→ Instructions for the task:
Copy exactly the last part of the entries, starting from the line with "let diff = (a" and including the final line.

# # # # #

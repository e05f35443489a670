//! Shared simulation support for the integration suites.
//!
//! Purpose
//! -------
//! Draw reproducible event sequences for statistical end-to-end tests:
//! homogeneous Poisson processes and multivariate Hawkes processes with
//! exponential kernels, simulated through their cluster (branching)
//! representation.
//!
//! Conventions
//! -----------
//! - `branching[i][j]` is the mean number of type-`i` children of one
//!   type-`j` event, i.e. the kernel integral `G_ij`; the matching
//!   kernel-integral matrix is `R = (I − G)⁻¹`.
//! - Every generator takes an explicit seed; no global RNG is used.
#![allow(dead_code)]

use ndarray::{array, Array2};
use rand::{distributions::Distribution, rngs::StdRng, SeedableRng};
use statrs::distribution::Exp;

/// Sorted arrival times of a rate-`rate` Poisson process on `[0, horizon)`.
pub fn poisson_process(rng: &mut StdRng, rate: f64, horizon: f64) -> Vec<f64> {
    let gaps = Exp::new(rate).expect("positive rate");
    let mut times = Vec::new();
    let mut t = gaps.sample(rng);
    while t < horizon {
        times.push(t);
        t += gaps.sample(rng);
    }
    times
}

/// Number of unit-rate arrivals before `mean`, i.e. a Poisson(`mean`) draw.
fn poisson_count(rng: &mut StdRng, unit: &Exp, mean: f64) -> usize {
    let mut n = 0;
    let mut s = unit.sample(rng);
    while s < mean {
        n += 1;
        s += unit.sample(rng);
    }
    n
}

/// Cluster simulation of a Hawkes process with kernels
/// `φ_ij(t) = G_ij·β·e^{−βt}` and baselines `mu`, truncated to
/// `[0, horizon)`.
pub fn hawkes_process(
    seed: u64, mu: &[f64], branching: &Array2<f64>, decay: f64, horizon: f64,
) -> Vec<Vec<f64>> {
    let dim = mu.len();
    let mut rng = StdRng::seed_from_u64(seed);
    let unit = Exp::new(1.0).expect("unit rate");
    let delay = Exp::new(decay).expect("positive decay");

    let mut pending: Vec<(usize, f64)> = Vec::new();
    for (i, &rate) in mu.iter().enumerate() {
        pending.extend(poisson_process(&mut rng, rate, horizon).into_iter().map(|t| (i, t)));
    }

    let mut events = vec![Vec::new(); dim];
    while let Some((j, t)) = pending.pop() {
        events[j].push(t);
        for i in 0..dim {
            for _ in 0..poisson_count(&mut rng, &unit, branching[[i, j]]) {
                let child = t + delay.sample(&mut rng);
                if child < horizon {
                    pending.push((i, child));
                }
            }
        }
    }
    for seq in &mut events {
        seq.sort_by(f64::total_cmp);
    }
    events
}

/// Independent Poisson sequences, one per rate.
pub fn independent_poisson(seed: u64, rates: &[f64], horizon: f64) -> Vec<Vec<f64>> {
    let mut rng = StdRng::seed_from_u64(seed);
    rates.iter().map(|&rate| poisson_process(&mut rng, rate, horizon)).collect()
}

/// Reference 2-D model: baselines, branching matrix, decay.
pub fn reference_model() -> (Vec<f64>, Array2<f64>, f64) {
    (vec![0.5, 0.4], array![[0.3, 0.1], [0.2, 0.25]], 1.0)
}

/// `(I − G)⁻¹` for a 2 × 2 branching matrix.
pub fn kernel_integrals_2d(branching: &Array2<f64>) -> Array2<f64> {
    let (a, b) = (1.0 - branching[[0, 0]], -branching[[0, 1]]);
    let (c, d) = (-branching[[1, 0]], 1.0 - branching[[1, 1]]);
    let det = a * d - b * c;
    array![[d / det, -b / det], [-c / det, a / det]]
}

/// Frobenius norm of `a − b` relative to the norm of `b`.
pub fn relative_error(a: &Array2<f64>, b: &Array2<f64>) -> f64 {
    let diff = (a - b).mapv(|x| x * x).sum().sqrt();
    diff / b.mapv(|x| x * x).sum().sqrt()
}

# # # # #

→ Reply to the exercise:
    let diff = (a - b).mapv(|x| x * x).sum().sqrt();
    diff / b.mapv(|x| x * x).sum().sqrt()
}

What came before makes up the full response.